About this exercise:
Could you filter the data below down to the lines that hold the word "next"?

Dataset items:
----------
use super::*;
use nalgebra::vector;

#[test]
fn circle_and_rectangle_bounds() {
    let c = Shape::from(Circle::new(10.0, 10.0, "#fff", 5.0));
    let b = c.bounds();
    assert_eq!(b.min, vector![5.0, 5.0]);
    assert_eq!(b.max, vector![15.0, 15.0]);

    let r = Shape::from(Rectangle::new(0.0, 0.0, "#000", 20.0, 10.0));
    assert_eq!(r.bounds().area(), 200.0);
}

#[test]
fn envelope_union_is_componentwise() {
    let a = Envelope::new(vector![0.0, 5.0], vector![10.0, 10.0]);
    let b = Envelope::new(vector![-3.0, 7.0], vector![4.0, 30.0]);
    let u = a.union(&b);
    assert_eq!(u.min, vector![-3.0, 5.0]);
    assert_eq!(u.max, vector![10.0, 30.0]);
    assert_eq!(u, b.union(&a));
    assert_eq!(u.area(), 13.0 * 25.0);
}

#[test]
fn validate_rejects_non_positive_sizes() {
    let err = Shape::from(Circle::new(0.0, 0.0, "c", 0.0))
        .validate()
        .unwrap_err();
    assert!(matches!(
        err,
        ShapeError::InvalidShapeField {
            field: "radius",
            index: None,
            ..
        }
    ));

    let err = Shape::from(Rectangle::new(0.0, 0.0, "c", 3.0, -1.0))
        .validate()
        .unwrap_err();
    assert!(matches!(
        err,
        ShapeError::InvalidShapeField {
            field: "height",
            ..
        }
    ));

    let err = Shape::from(Rectangle::new(f64::NAN, 0.0, "c", 3.0, 1.0))
        .validate()
        .unwrap_err();
    assert!(matches!(err, ShapeError::InvalidShapeField { field: "x", .. }));

    assert!(Shape::from(Rectangle::new(-4.0, -4.0, "c", 1.0, 1.0))
        .validate()
        .is_ok());
}

#[test]
fn error_index_is_attached_and_displayed() {
    let err = ShapeError::unrecognized("Triangle").at(7);
    assert_eq!(err.index(), Some(7));
    assert_eq!(err.to_string(), "shape #7: unrecognized variant `Triangle`");
    let bare = ShapeError::invalid("radius", "must be > 0, got 0");
    assert_eq!(bare.to_string(), "invalid field `radius`: must be > 0, got 0");
}

#[test]
fn kind_parsing_is_case_insensitive() {
    assert_eq!("circle".parse::<ShapeKind>().unwrap(), ShapeKind::Circle);
    assert_eq!(" Rectangle ".parse::<ShapeKind>().unwrap(), ShapeKind::Rectangle);
    assert_eq!(
        "triangle".parse::<ShapeKind>().unwrap_err().input,
        "triangle"
    );
    // Wire tags stay exact.
    assert_eq!(ShapeKind::from_tag("Circle"), Some(ShapeKind::Circle));
    assert_eq!(ShapeKind::from_tag("circle"), None);
    assert_eq!(ShapeKind::Rectangle.to_string(), "rectangle");
}
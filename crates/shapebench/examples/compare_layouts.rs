//! Quick side-by-side of the three layouts on one random scene.
//!
//! Usage:
//!   cargo run -p shapebench --example compare_layouts -- 200000 4
//!
//! Prints occupation and elapsed time per layout for the given shape count and
//! thread count (0 = pipelined).

use shapebench::api;
use shapebench::random::{generate, GenCfg};
use shapebench::repr::encode_all;
use shapebench::{ComposedShape, ExecCfg, FlatShape, GenericShape};

fn main() {
    let mut args = std::env::args().skip(1);
    let count = args.next().and_then(|s| s.parse().ok()).unwrap_or(100_000);
    let threads = args.next().and_then(|s| s.parse().ok()).unwrap_or(0);
    let cfg = ExecCfg::parallel(threads);

    let shapes = match generate(&GenCfg { count, ..GenCfg::default() }, 2025) {
        Ok(s) => s,
        Err(e) => {
            eprintln!("{e}");
            return;
        }
    };

    let flat: Vec<FlatShape> = encode_all(&shapes);
    let composed: Vec<ComposedShape> = encode_all(&shapes);
    let generic: Vec<GenericShape> = encode_all(&shapes);

    let runs = [
        ("flat", api::occupation(&flat, cfg)),
        ("composed", api::occupation(&composed, cfg)),
        ("generic", api::occupation(&generic, cfg)),
    ];
    for (name, res) in runs {
        match res {
            Ok(r) => println!(
                "{name:>9}: occupation={:.1} colors={} elapsed={:.3}ms",
                r.occupation,
                r.colors.len(),
                r.elapsed_ms
            ),
            Err(e) => eprintln!("{name}: {e}"),
        }
    }
}
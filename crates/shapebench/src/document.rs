//! Shape documents: `{ "shapes": [EncodedShape, ...] }` JSON files.
//!
//! A document is read in one declared layout. Entries that do not fit the layout are
//! kept as `Unrecognized` and fail when the engine decodes them; loading never drops
//! or repairs shapes.

use std::fmt;
use std::fs;
use std::io::{self, Read};
use std::path::{Path, PathBuf};

use serde::{Deserialize, Serialize};

use crate::repr::{decode_all, encode_all, transcode, Encoding};
use crate::shape::{Shape, ShapeError};

#[derive(Debug)]
pub enum DocumentError {
    Io { path: PathBuf, source: io::Error },
    Json(serde_json::Error),
}

impl fmt::Display for DocumentError {
    fn fmt(&self, f: &mut fmt::Formatter<'_>) -> fmt::Result {
        match self {
            Self::Io { path, source } => write!(f, "{}: {source}", path.display()),
            Self::Json(e) => write!(f, "invalid shape document: {e}"),
        }
    }
}

impl std::error::Error for DocumentError {}

impl From<serde_json::Error> for DocumentError {
    fn from(e: serde_json::Error) -> Self {
        Self::Json(e)
    }
}

#[derive(Clone, Debug, PartialEq, Serialize, Deserialize)]
pub struct ShapeDocument<E> {
    pub shapes: Vec<E>,
}

impl<E: Encoding> ShapeDocument<E> {
    pub fn new(shapes: Vec<E>) -> Self {
        Self { shapes }
    }

    pub fn from_shapes(shapes: &[Shape]) -> Self {
        Self::new(encode_all(shapes))
    }

    pub fn from_json_str(s: &str) -> Result<Self, DocumentError> {
        Ok(serde_json::from_str(s)?)
    }

    pub fn from_reader<R: Read>(reader: R) -> Result<Self, DocumentError> {
        Ok(serde_json::from_reader(io::BufReader::new(reader))?)
    }

    pub fn load<P: AsRef<Path>>(path: P) -> Result<Self, DocumentError> {
        let path = path.as_ref();
        let file = fs::File::open(path).map_err(|source| DocumentError::Io {
            path: path.to_path_buf(),
            source,
        })?;
        Self::from_reader(file)
    }

    pub fn to_json_string(&self) -> Result<String, DocumentError> {
        Ok(serde_json::to_string_pretty(self)?)
    }

    /// Write pretty JSON, creating parent directories as needed.
    pub fn save<P: AsRef<Path>>(&self, path: P) -> Result<(), DocumentError> {
        let path = path.as_ref();
        let io_err = |source| DocumentError::Io {
            path: path.to_path_buf(),
            source,
        };
        if let Some(parent) = path.parent() {
            if !parent.as_os_str().is_empty() {
                fs::create_dir_all(parent).map_err(io_err)?;
            }
        }
        fs::write(path, self.to_json_string()?).map_err(io_err)
    }

    pub fn decode(&self) -> Result<Vec<Shape>, ShapeError> {
        decode_all(&self.shapes)
    }

    pub fn transcode<B: Encoding>(&self) -> Result<ShapeDocument<B>, ShapeError> {
        Ok(ShapeDocument::new(transcode(&self.shapes)?))
    }

    pub fn len(&self) -> usize {
        self.shapes.len()
    }

    pub fn is_empty(&self) -> bool {
        self.shapes.is_empty()
    }
}

#[cfg(test)]
mod tests {
    use super::*;
    use crate::repr::{ComposedShape, FlatShape, GenericShape};
    use crate::shape::{Circle, Rectangle};
    use tempfile::tempdir;

    const FLAT_DOC: &str = r##"{
        "shapes": [
            { "Circle": { "x": 100, "y": 50, "color": "#ff0000", "radius": 12.5 } },
            { "Rectangle": { "x": 3, "y": 4, "color": "#00ff00", "width": 20, "height": 30 } }
        ]
    }"##;

    #[test]
    fn parses_flat_document() {
        let doc = ShapeDocument::<FlatShape>::from_json_str(FLAT_DOC).unwrap();
        assert_eq!(doc.len(), 2);
        let shapes = doc.decode().unwrap();
        assert_eq!(shapes[0], Shape::from(Circle::new(100.0, 50.0, "#ff0000", 12.5)));
        assert_eq!(
            shapes[1],
            Shape::from(Rectangle::new(3.0, 4.0, "#00ff00", 20.0, 30.0))
        );
    }

    #[test]
    fn wrong_layout_loads_but_fails_to_decode() {
        let doc = ShapeDocument::<GenericShape>::from_json_str(FLAT_DOC).unwrap();
        assert_eq!(doc.len(), 2);
        let err = doc.decode().unwrap_err();
        assert_eq!(err.index(), Some(0));
    }

    #[test]
    fn syntax_errors_are_json_errors() {
        let err = ShapeDocument::<FlatShape>::from_json_str("{ \"shapes\": [").unwrap_err();
        assert!(matches!(err, DocumentError::Json(_)));
        let err = ShapeDocument::<FlatShape>::from_json_str("{}").unwrap_err();
        assert!(matches!(err, DocumentError::Json(_)));
    }

    #[test]
    fn save_load_and_transcode() {
        let dir = tempdir().unwrap();
        let path = dir.path().join("nested/shapes.json");
        let doc = ShapeDocument::<FlatShape>::from_json_str(FLAT_DOC).unwrap();
        let composed: ShapeDocument<ComposedShape> = doc.transcode().unwrap();
        composed.save(&path).unwrap();
        let back = ShapeDocument::<ComposedShape>::load(&path).unwrap();
        assert_eq!(back, composed);
        assert_eq!(back.decode().unwrap(), doc.decode().unwrap());

        let missing = ShapeDocument::<FlatShape>::load(dir.path().join("nope.json")).unwrap_err();
        assert!(matches!(missing, DocumentError::Io { .. }));
    }
}
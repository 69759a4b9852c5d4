//! Thread-count sweeps: run every operation over one document and tabulate timings.

use anyhow::{bail, Result};
use polars::prelude::*;
use shapebench::api;
use shapebench::{EngineError, Encoding, ExecCfg, ShapeKind};
use std::fs::File;
use std::path::Path;

/// One timed invocation.
#[derive(Clone, Debug, PartialEq)]
pub struct SweepRow {
    pub op: &'static str,
    pub threads: usize,
    pub repeat: usize,
    pub shapes: usize,
    pub elapsed_ms: f64,
    /// Filter/mutation: output length. Occupation: envelope area.
    pub metric: f64,
}

/// Run filter (by `kind`), mutation and occupation for each thread count, `repeat` times.
pub fn sweep<E: Encoding>(
    shapes: &[E],
    threads: &[usize],
    repeat: usize,
    kind: ShapeKind,
) -> Result<Vec<SweepRow>, EngineError> {
    let mut rows = Vec::with_capacity(threads.len() * repeat * 3);
    for &t in threads {
        let cfg = ExecCfg::parallel(t);
        for rep in 0..repeat {
            let row = |op: &'static str, elapsed_ms: f64, metric: f64| SweepRow {
                op,
                threads: t,
                repeat: rep,
                shapes: shapes.len(),
                elapsed_ms,
                metric,
            };
            let f = api::filter(shapes, kind, cfg)?;
            rows.push(row("filter", f.elapsed_ms, f.filtered.len() as f64));
            let m = api::mutation(shapes, cfg)?;
            rows.push(row("mutate", m.elapsed_ms, m.values.len() as f64));
            let o = api::occupation(shapes, cfg)?;
            rows.push(row("occupation", o.elapsed_ms, o.occupation));
            tracing::debug!(threads = t, repeat = rep, "sweep step");
        }
    }
    Ok(rows)
}

pub fn to_frame(mode: &str, rows: &[SweepRow]) -> PolarsResult<DataFrame> {
    df!(
        "op" => rows.iter().map(|r| r.op).collect::<Vec<_>>(),
        "mode" => vec![mode; rows.len()],
        "threads" => rows.iter().map(|r| r.threads as u64).collect::<Vec<_>>(),
        "repeat" => rows.iter().map(|r| r.repeat as u64).collect::<Vec<_>>(),
        "shapes" => rows.iter().map(|r| r.shapes as u64).collect::<Vec<_>>(),
        "elapsed_ms" => rows.iter().map(|r| r.elapsed_ms).collect::<Vec<_>>(),
        "metric" => rows.iter().map(|r| r.metric).collect::<Vec<_>>()
    )
}

/// Mean/min elapsed per (op, threads), in first-seen order.
pub fn summarize(df: &DataFrame) -> PolarsResult<DataFrame> {
    df.clone()
        .lazy()
        .group_by_stable([col("op"), col("threads")])
        .agg([
            col("elapsed_ms").mean().alias("mean_ms"),
            col("elapsed_ms").min().alias("min_ms"),
            col("metric").first().alias("metric"),
        ])
        .collect()
}

/// Write as CSV or Parquet depending on the extension.
pub fn write_table(df: &mut DataFrame, path: &Path) -> Result<()> {
    if let Some(parent) = path.parent() {
        if !parent.as_os_str().is_empty() {
            std::fs::create_dir_all(parent)?;
        }
    }
    match path.extension().and_then(|e| e.to_str()) {
        Some("csv") => {
            let mut file = File::create(path)?;
            CsvWriter::new(&mut file).include_header(true).finish(df)?;
        }
        Some("parquet") => {
            let file = File::create(path)?;
            ParquetWriter::new(file).finish(df)?;
        }
        _ => bail!(
            "unsupported table extension for {} (use .csv or .parquet)",
            path.display()
        ),
    }
    Ok(())
}
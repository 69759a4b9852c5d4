//! Axis-aligned envelopes (bounding boxes).

use nalgebra::Vector2;
use serde::Serialize;

/// Closed box `[min.x, max.x] × [min.y, max.y]`.
///
/// Invariants:
/// - `min <= max` componentwise for envelopes built from valid shapes.
/// - `union` is associative and commutative, so folding order never matters.
#[derive(Clone, Copy, Debug, PartialEq, Serialize)]
pub struct Envelope {
    pub min: Vector2<f64>,
    pub max: Vector2<f64>,
}

impl Envelope {
    #[inline]
    pub fn new(min: Vector2<f64>, max: Vector2<f64>) -> Self {
        Self { min, max }
    }

    /// Smallest envelope containing both.
    #[inline]
    pub fn union(&self, other: &Envelope) -> Envelope {
        Envelope {
            min: self.min.inf(&other.min),
            max: self.max.sup(&other.max),
        }
    }

    #[inline]
    pub fn width(&self) -> f64 {
        self.max.x - self.min.x
    }

    #[inline]
    pub fn height(&self) -> f64 {
        self.max.y - self.min.y
    }

    /// `(right - left) * (bottom - top)`.
    #[inline]
    pub fn area(&self) -> f64 {
        self.width() * self.height()
    }
}
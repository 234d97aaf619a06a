//! Application layer for deepdesk
//!
//! This crate contains use cases and port definitions. It depends only on
//! the domain layer.

pub mod ports;
pub mod use_cases;

// Re-export commonly used types
pub use ports::{
    agent_gateway::{AgentGateway, AgentSession, GatewayError, StreamHandle},
    exchange_logger::{ExchangeEvent, ExchangeLogger, NoExchangeLogger},
    progress::{NoProgress, ProgressNotifier},
};
pub use use_cases::analyze_document::{AnalyzeDocumentInput, AnalyzeDocumentUseCase};
pub use use_cases::research_topic::{ResearchTopicInput, ResearchTopicUseCase};
pub use use_cases::team_research::{TeamResearchInput, TeamResearchUseCase};
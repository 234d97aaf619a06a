//! Analyze Document use case.
//!
//! Dispatches a document analysis request to the agent runtime and wraps
//! the streamed response in an [`AnalysisReport`].
//!
//! Content is clipped to [`ANALYSIS_CONTENT_LIMIT`] characters before the
//! prompt is built; the report records the original character count so
//! callers can tell a clip happened.
//!
//! [`ANALYSIS_CONTENT_LIMIT`]: deepdesk_domain::ANALYSIS_CONTENT_LIMIT

use crate::ports::agent_gateway::AgentGateway;
use crate::ports::exchange_logger::{ExchangeEvent, ExchangeLogger, NoExchangeLogger};
use crate::ports::progress::{NoProgress, ProgressNotifier};
use crate::use_cases::shared::dispatch;
use deepdesk_domain::{AnalysisFocus, AnalysisReport, PromptTemplate};
use std::sync::Arc;
use tracing::{info, warn};

/// Input for the [`AnalyzeDocumentUseCase`].
#[derive(Debug, Clone)]
pub struct AnalyzeDocumentInput {
    /// The document content to analyze.
    pub content: String,
    /// The lens to apply.
    pub focus: AnalysisFocus,
}

impl AnalyzeDocumentInput {
    pub fn new(content: impl Into<String>) -> Self {
        Self {
            content: content.into(),
            focus: AnalysisFocus::default(),
        }
    }

    pub fn with_focus(mut self, focus: AnalysisFocus) -> Self {
        self.focus = focus;
        self
    }
}

/// Use case for analyzing document content through the agent runtime.
pub struct AnalyzeDocumentUseCase {
    gateway: Arc<dyn AgentGateway>,
    exchange_logger: Arc<dyn ExchangeLogger>,
}

impl AnalyzeDocumentUseCase {
    pub fn new(gateway: Arc<dyn AgentGateway>) -> Self {
        Self {
            gateway,
            exchange_logger: Arc::new(NoExchangeLogger),
        }
    }

    /// Attach an exchange logger.
    pub fn with_exchange_logger(mut self, logger: Arc<dyn ExchangeLogger>) -> Self {
        self.exchange_logger = logger;
        self
    }

    /// Execute the analysis dispatch with default (no-op) progress.
    pub async fn execute(&self, input: AnalyzeDocumentInput) -> AnalysisReport {
        self.execute_with_progress(input, &NoProgress).await
    }

    /// Execute the analysis dispatch with progress callbacks.
    ///
    /// Infallible: a failed dispatch produces a report whose body is the
    /// failure notice.
    pub async fn execute_with_progress(
        &self,
        input: AnalyzeDocumentInput,
        progress: &dyn ProgressNotifier,
    ) -> AnalysisReport {
        let content_chars = input.content.chars().count();
        info!(focus = %input.focus, content_chars, "starting analysis");
        progress.on_step_start("analysis");

        let prompt = PromptTemplate::analysis_query(&input.content, input.focus);

        let (body, success) = match dispatch(self.gateway.as_ref(), &prompt).await {
            Ok(text) => (text, true),
            Err(e) => {
                warn!("analysis dispatch failed: {}", e);
                (format!("Analysis failed with error: {}", e), false)
            }
        };

        progress.on_step_complete("analysis", success);

        let model = self.gateway.model().clone();
        self.exchange_logger.log(ExchangeEvent::new(
            "analysis_report",
            serde_json::json!({
                "focus": input.focus.as_str(),
                "content_chars": content_chars,
                "model": model.to_string(),
                "bytes": body.len(),
                "text": body,
            }),
        ));

        AnalysisReport::new(input.focus, content_chars, model, body)
    }
}
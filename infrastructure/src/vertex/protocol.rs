//! Request and response types for the Vertex AI Gemini REST API.
//!
//! Covers the subset of `streamGenerateContent` the assistant uses:
//! a single user content, an optional system instruction, function
//! declarations derived from the domain [`ToolSpec`], and streamed
//! candidate chunks on the way back.

use deepdesk_domain::tool::entities::{ToolDefinition, ToolSpec};
use serde::{Deserialize, Serialize};
use serde_json::{Value, json};

/// Request body for `streamGenerateContent`
#[derive(Debug, Clone, Serialize)]
#[serde(rename_all = "camelCase")]
pub struct GenerateContentRequest {
    pub contents: Vec<Content>,
    #[serde(skip_serializing_if = "Option::is_none")]
    pub system_instruction: Option<Content>,
    #[serde(skip_serializing_if = "Vec::is_empty")]
    pub tools: Vec<ToolDecl>,
}

impl GenerateContentRequest {
    /// Build a single-turn user query.
    ///
    /// An empty instruction is omitted rather than sent as an empty block.
    pub fn user_query(message: &str, instruction: Option<&str>, tools: Vec<ToolDecl>) -> Self {
        Self {
            contents: vec![Content::user(message)],
            system_instruction: instruction
                .filter(|text| !text.is_empty())
                .map(Content::system),
            tools,
        }
    }
}

/// A content block in a request
#[derive(Debug, Clone, Serialize)]
pub struct Content {
    #[serde(skip_serializing_if = "Option::is_none")]
    pub role: Option<String>,
    pub parts: Vec<Part>,
}

impl Content {
    pub fn user(text: impl Into<String>) -> Self {
        Self {
            role: Some("user".to_string()),
            parts: vec![Part { text: text.into() }],
        }
    }

    /// System instructions carry no role
    pub fn system(text: impl Into<String>) -> Self {
        Self {
            role: None,
            parts: vec![Part { text: text.into() }],
        }
    }
}

/// A text part in a request content block
#[derive(Debug, Clone, Serialize)]
pub struct Part {
    pub text: String,
}

/// Tool wrapper carrying function declarations
#[derive(Debug, Clone, Serialize)]
#[serde(rename_all = "camelCase")]
pub struct ToolDecl {
    pub function_declarations: Vec<FunctionDeclaration>,
}

/// A function the model may ask the runtime to invoke
#[derive(Debug, Clone, Serialize)]
pub struct FunctionDeclaration {
    pub name: String,
    pub description: String,
    /// JSON Schema object describing the parameters
    pub parameters: Value,
}

impl From<&ToolDefinition> for FunctionDeclaration {
    fn from(def: &ToolDefinition) -> Self {
        let mut properties = serde_json::Map::new();
        let mut required = Vec::new();
        for param in &def.parameters {
            properties.insert(
                param.name.clone(),
                json!({
                    "type": param.param_type,
                    "description": param.description,
                }),
            );
            if param.required {
                required.push(param.name.clone());
            }
        }
        Self {
            name: def.name.clone(),
            description: def.description.clone(),
            parameters: json!({
                "type": "object",
                "properties": Value::Object(properties),
                "required": required,
            }),
        }
    }
}

/// Convert a [`ToolSpec`] into the request's tool declarations.
///
/// Declarations are sorted by name so request bodies are deterministic.
/// An empty spec yields no `tools` entry at all.
pub fn tool_declarations(spec: &ToolSpec) -> Vec<ToolDecl> {
    if spec.is_empty() {
        return Vec::new();
    }
    let mut function_declarations: Vec<FunctionDeclaration> =
        spec.all().map(FunctionDeclaration::from).collect();
    function_declarations.sort_by(|a, b| a.name.cmp(&b.name));
    vec![ToolDecl {
        function_declarations,
    }]
}

/// One chunk of a streamed response
#[derive(Debug, Clone, Deserialize)]
pub struct GenerateContentChunk {
    #[serde(default)]
    pub candidates: Vec<Candidate>,
    pub error: Option<ApiErrorBody>,
}

/// A response candidate
#[derive(Debug, Clone, Deserialize)]
pub struct Candidate {
    pub content: Option<CandidateContent>,
}

/// Content of a response candidate
#[derive(Debug, Clone, Deserialize)]
pub struct CandidateContent {
    #[serde(default)]
    pub parts: Vec<ResponsePart>,
}

/// A part of a response candidate.
///
/// Text parts carry incremental response text. Function call parts
/// appear when the model requests a tool invocation.
#[derive(Debug, Clone, Deserialize)]
pub struct ResponsePart {
    #[serde(default)]
    pub text: String,
    #[serde(rename = "functionCall")]
    pub function_call: Option<FunctionCall>,
}

/// A function call requested by the model
#[derive(Debug, Clone, Deserialize)]
pub struct FunctionCall {
    pub name: String,
    #[serde(default)]
    pub args: Value,
}

/// Error body embedded in a response
#[derive(Debug, Clone, Deserialize)]
pub struct ApiErrorBody {
    #[serde(default)]
    pub code: i64,
    #[serde(default)]
    pub message: String,
    pub status: Option<String>,
}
----------
Output of the task:
    let count = args.next().and_then(|s| s.parse().ok()).unwrap_or(100_000);
    let threads = args.next().and_then(|s| s.parse().ok()).unwrap_or(0);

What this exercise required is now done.